§ **Problem statement**: All that is required is the number of lines in this listing that hold "literal".

§ **Task input**:

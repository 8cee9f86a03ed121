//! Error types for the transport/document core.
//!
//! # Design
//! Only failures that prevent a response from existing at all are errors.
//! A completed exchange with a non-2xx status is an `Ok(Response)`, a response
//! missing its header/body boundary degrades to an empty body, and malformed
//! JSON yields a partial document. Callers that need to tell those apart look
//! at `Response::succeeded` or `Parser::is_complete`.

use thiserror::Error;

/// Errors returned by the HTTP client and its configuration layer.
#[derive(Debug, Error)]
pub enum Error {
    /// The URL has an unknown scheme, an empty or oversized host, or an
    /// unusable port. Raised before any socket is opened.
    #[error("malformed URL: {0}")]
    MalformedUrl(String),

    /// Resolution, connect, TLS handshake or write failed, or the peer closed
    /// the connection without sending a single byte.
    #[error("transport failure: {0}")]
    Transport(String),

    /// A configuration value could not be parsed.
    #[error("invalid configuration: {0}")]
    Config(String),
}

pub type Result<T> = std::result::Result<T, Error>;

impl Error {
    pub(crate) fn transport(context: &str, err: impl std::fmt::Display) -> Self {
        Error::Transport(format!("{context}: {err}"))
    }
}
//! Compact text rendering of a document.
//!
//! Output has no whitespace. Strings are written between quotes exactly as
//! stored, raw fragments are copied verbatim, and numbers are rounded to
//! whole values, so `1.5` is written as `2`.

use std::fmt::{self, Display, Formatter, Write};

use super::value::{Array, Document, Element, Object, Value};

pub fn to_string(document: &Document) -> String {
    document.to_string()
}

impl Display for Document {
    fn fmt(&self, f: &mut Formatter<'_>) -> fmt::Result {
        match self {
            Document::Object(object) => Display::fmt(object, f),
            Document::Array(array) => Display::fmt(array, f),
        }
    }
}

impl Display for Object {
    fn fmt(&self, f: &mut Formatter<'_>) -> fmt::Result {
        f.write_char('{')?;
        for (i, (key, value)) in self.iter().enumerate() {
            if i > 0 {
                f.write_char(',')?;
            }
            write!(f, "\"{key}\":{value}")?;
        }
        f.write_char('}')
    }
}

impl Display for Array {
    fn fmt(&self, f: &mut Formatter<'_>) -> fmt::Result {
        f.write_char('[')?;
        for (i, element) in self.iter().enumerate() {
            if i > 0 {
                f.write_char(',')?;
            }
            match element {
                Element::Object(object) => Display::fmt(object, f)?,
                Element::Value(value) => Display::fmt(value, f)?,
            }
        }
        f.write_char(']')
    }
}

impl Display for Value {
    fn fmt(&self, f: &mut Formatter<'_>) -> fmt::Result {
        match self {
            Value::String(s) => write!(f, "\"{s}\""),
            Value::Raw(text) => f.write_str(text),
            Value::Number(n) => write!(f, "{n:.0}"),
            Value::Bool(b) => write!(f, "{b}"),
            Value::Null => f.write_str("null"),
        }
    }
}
==
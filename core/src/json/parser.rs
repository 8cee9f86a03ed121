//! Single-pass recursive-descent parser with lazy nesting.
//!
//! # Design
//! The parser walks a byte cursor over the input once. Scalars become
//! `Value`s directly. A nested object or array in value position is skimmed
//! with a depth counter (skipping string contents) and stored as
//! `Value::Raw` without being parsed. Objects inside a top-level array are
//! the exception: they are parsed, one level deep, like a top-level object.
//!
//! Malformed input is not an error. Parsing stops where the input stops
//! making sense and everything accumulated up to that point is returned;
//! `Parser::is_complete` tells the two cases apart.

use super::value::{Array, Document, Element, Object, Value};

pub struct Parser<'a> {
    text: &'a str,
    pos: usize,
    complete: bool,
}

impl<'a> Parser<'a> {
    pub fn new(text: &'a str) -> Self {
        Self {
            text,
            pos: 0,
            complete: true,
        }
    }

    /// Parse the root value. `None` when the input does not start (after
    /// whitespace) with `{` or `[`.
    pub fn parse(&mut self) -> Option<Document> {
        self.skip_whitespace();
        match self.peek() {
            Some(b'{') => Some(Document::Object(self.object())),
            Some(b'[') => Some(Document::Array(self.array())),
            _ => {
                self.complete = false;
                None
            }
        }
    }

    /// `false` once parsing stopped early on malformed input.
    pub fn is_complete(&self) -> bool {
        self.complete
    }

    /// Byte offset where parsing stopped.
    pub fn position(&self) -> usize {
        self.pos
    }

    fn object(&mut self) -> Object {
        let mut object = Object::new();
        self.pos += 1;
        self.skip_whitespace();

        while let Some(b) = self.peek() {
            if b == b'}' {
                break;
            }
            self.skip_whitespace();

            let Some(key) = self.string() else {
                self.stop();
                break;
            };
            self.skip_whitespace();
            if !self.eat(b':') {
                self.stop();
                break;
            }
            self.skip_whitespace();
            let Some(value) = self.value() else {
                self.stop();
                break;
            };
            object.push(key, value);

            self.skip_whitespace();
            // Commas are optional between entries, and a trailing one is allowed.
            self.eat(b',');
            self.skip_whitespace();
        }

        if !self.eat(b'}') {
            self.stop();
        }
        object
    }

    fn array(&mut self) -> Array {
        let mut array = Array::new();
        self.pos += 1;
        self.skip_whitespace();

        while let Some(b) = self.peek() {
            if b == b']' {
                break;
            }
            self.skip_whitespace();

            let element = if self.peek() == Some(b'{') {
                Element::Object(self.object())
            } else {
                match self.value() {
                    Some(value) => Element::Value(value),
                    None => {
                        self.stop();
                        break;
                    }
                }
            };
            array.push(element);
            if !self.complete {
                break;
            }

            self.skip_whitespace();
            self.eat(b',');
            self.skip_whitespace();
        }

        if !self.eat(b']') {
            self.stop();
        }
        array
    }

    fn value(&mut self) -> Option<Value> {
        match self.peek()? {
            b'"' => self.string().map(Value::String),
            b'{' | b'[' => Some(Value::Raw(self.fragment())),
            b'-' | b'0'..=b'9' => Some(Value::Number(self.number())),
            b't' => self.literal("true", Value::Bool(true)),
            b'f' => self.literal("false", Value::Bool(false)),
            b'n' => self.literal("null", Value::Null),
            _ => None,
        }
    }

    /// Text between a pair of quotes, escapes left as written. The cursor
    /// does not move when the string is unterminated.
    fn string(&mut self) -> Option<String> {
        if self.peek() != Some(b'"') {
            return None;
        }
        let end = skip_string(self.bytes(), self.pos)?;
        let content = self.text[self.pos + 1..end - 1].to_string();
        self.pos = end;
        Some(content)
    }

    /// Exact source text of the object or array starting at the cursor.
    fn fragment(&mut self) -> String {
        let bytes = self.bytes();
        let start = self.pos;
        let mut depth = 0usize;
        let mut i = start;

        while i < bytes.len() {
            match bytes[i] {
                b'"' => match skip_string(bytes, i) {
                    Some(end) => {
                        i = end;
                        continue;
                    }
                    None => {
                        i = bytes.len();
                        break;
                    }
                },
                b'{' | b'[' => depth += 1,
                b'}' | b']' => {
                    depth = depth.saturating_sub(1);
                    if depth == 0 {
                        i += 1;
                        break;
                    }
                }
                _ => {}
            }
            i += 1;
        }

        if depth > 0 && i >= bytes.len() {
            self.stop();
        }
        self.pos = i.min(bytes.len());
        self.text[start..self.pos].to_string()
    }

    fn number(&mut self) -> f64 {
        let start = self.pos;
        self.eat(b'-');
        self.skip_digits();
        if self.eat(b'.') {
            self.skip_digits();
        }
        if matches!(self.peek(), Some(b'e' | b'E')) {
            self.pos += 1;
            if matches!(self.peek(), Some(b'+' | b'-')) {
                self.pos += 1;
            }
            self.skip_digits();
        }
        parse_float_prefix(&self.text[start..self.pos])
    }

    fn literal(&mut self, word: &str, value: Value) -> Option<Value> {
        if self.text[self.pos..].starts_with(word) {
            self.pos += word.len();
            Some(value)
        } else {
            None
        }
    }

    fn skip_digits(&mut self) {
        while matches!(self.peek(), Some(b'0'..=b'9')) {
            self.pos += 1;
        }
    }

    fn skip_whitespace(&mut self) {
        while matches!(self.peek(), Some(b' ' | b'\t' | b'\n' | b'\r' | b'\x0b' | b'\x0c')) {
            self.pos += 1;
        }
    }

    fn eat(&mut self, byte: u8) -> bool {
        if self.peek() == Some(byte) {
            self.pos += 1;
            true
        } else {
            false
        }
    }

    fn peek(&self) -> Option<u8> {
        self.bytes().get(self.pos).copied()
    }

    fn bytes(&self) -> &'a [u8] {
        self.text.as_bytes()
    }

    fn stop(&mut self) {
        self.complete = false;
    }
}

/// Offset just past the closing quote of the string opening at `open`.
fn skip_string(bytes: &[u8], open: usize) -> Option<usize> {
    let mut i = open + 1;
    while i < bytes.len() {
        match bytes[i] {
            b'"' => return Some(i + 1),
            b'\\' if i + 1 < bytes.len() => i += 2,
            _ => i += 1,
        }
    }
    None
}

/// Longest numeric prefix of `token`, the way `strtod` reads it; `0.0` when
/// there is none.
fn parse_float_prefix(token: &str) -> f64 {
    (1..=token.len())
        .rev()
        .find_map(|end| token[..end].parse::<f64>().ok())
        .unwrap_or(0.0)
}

§ **Response below**: 4